HR leaders should investigate the phenomenon of quiet quitting to determine whether it is happening at their organization. After all, a lack of employee engagement is top of mind in Human Resources. Thirty percent of those who responded to the latest State of HR report said employee engagement and experience is their top priority.
The pandemic forced people to rethink their lifestyle and reprioritize work. For many, family, friends, and personal pursuits have replaced work in the top spot. Some say that quiet quitting is the new checking out. Regardless, the Great Resignation has shown that employers, who do not take these shifts in culture seriously, will pay in a loss of talent.

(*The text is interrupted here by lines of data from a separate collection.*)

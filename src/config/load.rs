use std::collections::HashSet;
use std::fs;
use std::path::{Path, PathBuf};

use crate::config::model::{Config, RuntimeConfig, Session, SessionConfig};
use crate::error::{BareError, ConfigError, Result};
use crate::mount::DEFAULT_MOUNT_TIMEOUT;
use crate::types::MaskBackendKind;
use crate::util::host::local_hostname;
use crate::util::paths::{home_dir, is_safe_name};

pub const DEFAULT_SESSION_FILE: &str = "session.yml";

/// `--config` wins; then `session.yml` in the working directory; then the
/// per-user file under `~/.config/bare`.
pub fn locate_config(explicit: Option<&Path>) -> Option<PathBuf> {
    if let Some(path) = explicit {
        return Some(path.to_path_buf());
    }
    let local = PathBuf::from(DEFAULT_SESSION_FILE);
    if local.exists() {
        return Some(local);
    }
    let user = home_dir()
        .join(".config")
        .join("bare")
        .join(DEFAULT_SESSION_FILE);
    user.exists().then_some(user)
}

pub fn load_config(path: Option<&Path>) -> Result<RuntimeConfig> {
    let Some(path) = path else {
        return parse_runtime(Config::default(), &local_hostname());
    };
    let contents = fs::read_to_string(path).map_err(BareError::Io)?;
    parse_config(&contents, &local_hostname())
}

pub fn parse_config(contents: &str, local_host: &str) -> Result<RuntimeConfig> {
    let cfg: Config = if contents.trim().is_empty() {
        Config::default()
    } else {
        serde_yaml::from_str(contents).map_err(|e| ConfigError::Parse(e.to_string()))?
    };
    parse_runtime(cfg, local_host)
}

fn parse_runtime(cfg: Config, local_host: &str) -> Result<RuntimeConfig> {
    let mask_backend = match cfg.mask_backend.as_deref() {
        Some(raw) => raw
            .parse::<MaskBackendKind>()
            .map_err(ConfigError::Invalid)?,
        None => MaskBackendKind::default(),
    };

    let mut names = HashSet::new();
    let mut sessions = Vec::new();
    for session in cfg.sessions {
        if !names.insert(session.name.clone()) {
            return Err(ConfigError::Invalid(format!("duplicate session name {}", session.name)).into());
        }
        sessions.push(build_session(session, local_host)?);
    }

    Ok(RuntimeConfig {
        sessions,
        mount_base: cfg.mount_base.unwrap_or_else(std::env::temp_dir),
        mask_backend,
        remotes: cfg.remotes,
        discover_remotes: cfg.discover_remotes,
        mount_timeout_secs: cfg
            .mount_timeout_secs
            .unwrap_or(DEFAULT_MOUNT_TIMEOUT.as_secs()),
        low_priority: cfg.low_priority,
    })
}

/// Structural validation only. Mask arity is checked per session by the
/// orchestrator so one bad session does not block the others.
pub fn build_session(cfg: SessionConfig, local_host: &str) -> Result<Session> {
    if cfg.name.trim().is_empty() {
        return Err(ConfigError::Invalid("session name is required".to_string()).into());
    }
    if !is_safe_name(&cfg.name) {
        return Err(ConfigError::Invalid(format!(
            "session {} name must use only letters, digits, '.', '-', '_'",
            cfg.name
        ))
        .into());
    }
    let destination = match cfg.destination {
        Some(dest) if !dest.trim().is_empty() => dest,
        _ => {
            return Err(ConfigError::MissingField {
                session: cfg.name,
                field: "destination",
            }
            .into())
        }
    };
    let sources: Vec<PathBuf> = match cfg.source {
        Some(source) => source.into_vec().into_iter().map(PathBuf::from).collect(),
        None => {
            return Err(ConfigError::MissingField {
                session: cfg.name,
                field: "source",
            }
            .into())
        }
    };
    if sources.is_empty() || sources.iter().any(|s| s.as_os_str().is_empty()) {
        return Err(ConfigError::Invalid(format!("session {}: source path is empty", cfg.name)).into());
    }
    let masks = cfg
        .mask
        .map(|m| m.into_vec().into_iter().map(PathBuf::from).collect())
        .unwrap_or_default();
    if cfg.restic.password.is_some() && cfg.restic.password_file.is_some() {
        return Err(ConfigError::Invalid(format!(
            "session {}: set restic password or password_file, not both",
            cfg.name
        ))
        .into());
    }

    Ok(Session {
        hostname: cfg
            .hostname
            .filter(|h| !h.trim().is_empty())
            .unwrap_or_else(|| local_host.to_string()),
        name: cfg.name,
        destination,
        sources,
        masks,
        check_hostname: cfg.check_hostname,
        restic: cfg.restic,
        rsync: cfg.rsync,
    })
}

#[cfg(test)]
mod tests {
    use super::*;
    use std::io::Write;
    use tempfile::NamedTempFile;

    const YAML: &str = r#"
mount_base: "/run/bare"
mask_backend: native
remotes: ["gdrive"]
sessions:
  - name: "home"
    destination: "MYDRIVE"
    source: ["/home/user", "/etc"]
    mask: ["/home/me", "/etc"]
    check_hostname: true
    restic:
      password: "secret"
      args:
        exclude: ["*.tmp", "cache"]
      forget:
        keep-daily: 7
    rsync:
      enable: true
  - name: "cloud"
    hostname: "laptop"
    destination: "gdrive:backups"
    source: "/srv"
"#;

    #[test]
    fn load_config_with_sessions() {
        let mut file = NamedTempFile::new().expect("tempfile");
        file.write_all(YAML.as_bytes()).expect("write");
        let cfg = load_config(Some(file.path())).expect("load");
        assert_eq!(cfg.sessions.len(), 2);
        assert_eq!(cfg.mount_base, PathBuf::from("/run/bare"));
        assert_eq!(cfg.mask_backend, MaskBackendKind::Native);
        assert_eq!(cfg.mount_timeout_secs, 30);
        assert!(cfg.discover_remotes);

        let home = &cfg.sessions[0];
        assert_eq!(home.sources.len(), 2);
        assert_eq!(home.masks, vec![PathBuf::from("/home/me"), PathBuf::from("/etc")]);
        assert!(home.restic.enable && home.rsync.enable);
        assert!(home.restic.forget.is_some());
        assert_eq!(home.restic.repository_folder, "restic");

        let cloud = &cfg.sessions[1];
        assert_eq!(cloud.hostname, "laptop");
        assert_eq!(cloud.sources, vec![PathBuf::from("/srv")]);
        assert!(cloud.masks.is_empty());
        assert!(!cloud.rsync.enable);
    }

    #[test]
    fn hostname_defaults_to_local_host() {
        let cfg = parse_config(
            "sessions:\n  - name: a\n    destination: /x\n    source: /y\n",
            "myhost",
        )
        .expect("parse");
        assert_eq!(cfg.sessions[0].hostname, "myhost");
        assert_eq!(cfg.mask_backend, MaskBackendKind::Proot);
    }

    #[test]
    fn missing_destination_is_rejected() {
        let err = parse_config("sessions:\n  - name: a\n    source: /y\n", "h").expect_err("missing");
        assert!(matches!(
            err,
            BareError::Config(ConfigError::MissingField { field: "destination", .. })
        ));
    }

    #[test]
    fn duplicate_and_unsafe_names_are_rejected() {
        let dup = "sessions:\n  - {name: a, destination: /x, source: /y}\n  - {name: a, destination: /x, source: /y}\n";
        assert!(parse_config(dup, "h").is_err());
        let unsafe_name = "sessions:\n  - {name: 'a b', destination: /x, source: /y}\n";
        assert!(parse_config(unsafe_name, "h").is_err());
        assert!(parse_config("mask_backend: chroot\n", "h").is_err());
    }

    #[test]
    fn mask_arity_is_left_to_the_orchestrator() {
        let yaml = "sessions:\n  - {name: a, destination: /x, source: [/a, /b], mask: [/m1]}\n";
        let cfg = parse_config(yaml, "h").expect("parse");
        assert_eq!(cfg.sessions[0].masks.len(), 1);
    }

    #[test]
    fn example_file_parses() {
        let cfg = parse_config(include_str!("../../session.example.yml"), "h").expect("parse");
        assert_eq!(cfg.sessions.len(), 2);
        assert!(cfg.low_priority);
        assert_eq!(cfg.sessions[0].masks.len(), cfg.sessions[0].sources.len());
    }

    #[test]
    fn empty_file_means_no_sessions() {
        let cfg = parse_config("", "h").expect("parse");
        assert!(cfg.sessions.is_empty());
        assert_eq!(cfg.mount_base, std::env::temp_dir());
    }
}
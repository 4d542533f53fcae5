use std::path::Path;
use std::time::Duration;

use tracing::warn;

use crate::backup::restic::{environment, passthrough_args, repository_path};
use crate::cli::args::ResticArgs;
use crate::cli::commands::{known_remotes, open_registry, select_sessions};
use crate::config::load::load_config;
use crate::config::model::Session;
use crate::destination::classify;
use crate::error::Result;
use crate::mount::resolver::MountResolver;
use crate::mount::SystemMounter;
use crate::registry::registry_path;
use crate::signal_handler::{signal_handler, InterruptTracker};
use crate::types::RunMode;
use crate::util::command::{command_from_args, run_command};

/// Mounts each selected session's destination, runs `restic <args>` against
/// its repository and unmounts again.
pub fn run_restic(config_path: Option<&Path>, args: ResticArgs, run_mode: RunMode) -> Result<bool> {
    let cfg = load_config(config_path)?;
    let sessions: Vec<Session> = select_sessions(&cfg.sessions, args.target.as_deref())?
        .into_iter()
        .filter(|s| s.restic.enable)
        .collect();
    if sessions.is_empty() {
        println!("no session with restic enabled");
        return Ok(true);
    }

    let remotes = known_remotes(&cfg, run_mode);
    let mut registry = open_registry(&cfg.mount_base);
    let tracker = InterruptTracker::with_registry(registry_path(&cfg.mount_base));
    signal_handler(&tracker, run_mode);
    let mounter = SystemMounter::new(run_mode, Duration::from_secs(cfg.mount_timeout_secs));
    let resolver = MountResolver::new(&mounter, cfg.mount_base.clone());

    let mut ok = true;
    for session in &sessions {
        let kind = classify(&session.destination, &remotes);
        let destination = match resolver.resolve(&kind, &mut registry) {
            Ok(destination) => destination,
            Err(err) => {
                println!("{}: {}", session.name, err);
                ok = false;
                continue;
            }
        };
        if let Some(handle) = destination.handle().filter(|h| h.created_by_us) {
            tracker.track(&handle.mountpoint, handle.created_dir);
        }

        println!("== {} ==", session.name);
        let repo = repository_path(&session.restic, destination.path());
        let argv = passthrough_args(&session.restic, &repo, &args.args);
        let result = command_from_args(&argv).and_then(|mut cmd| {
            for (key, value) in environment(&session.restic) {
                cmd.env(key, value);
            }
            run_command(&mut cmd, run_mode)
        });
        match result {
            Ok(0) => {}
            Ok(code) => {
                println!("{}: restic exited with code {}", session.name, code);
                ok = false;
            }
            Err(err) => {
                println!("{}: {}", session.name, err);
                ok = false;
            }
        }

        if let Some(handle) = destination.handle() {
            match resolver.unmount(handle, &mut registry) {
                Ok(()) => tracker.untrack(&handle.mountpoint),
                Err(err) => {
                    warn!(mountpoint = %handle.mountpoint.display(), error = %err, "unmount failed");
                    ok = false;
                }
            }
        }
    }
    Ok(ok)
}
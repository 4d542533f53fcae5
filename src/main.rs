fn main() -> anyhow::Result<()> {
    bare::cli::run()
}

At the same time, the top consequence of the pandemic, according to the respondents of State of HR, was burnout. That may be why TikTok users are leading the charge to demand better working conditions. Certainly, HR leaders are responding with different benefits, such as unlimited PTO and zen rooms, and policies like devising rules that limit calls and emails outside of work hours.
Even Goldman Sachs, famous for its 100-hour work weeks for associates, is requiring employees to take paid time off. Salesforce is testing work weeks with no meetings. Others are experimenting with four-day work weeks, flexibility in when and where employees work, and company-wide vacation days. This experimentation is part of the transformation of work that everyone is witnessing post pandemic.
The question becomes whether quiet quitting is an afront to employers that will degrade their ability to serve customers and innovate or is simply a new way of working that puts people’s personal lives and wellbeing above everything else. Perhaps, this is just part of the cultural shift and workplace transformation the country has been experiencing since the start of the pandemic.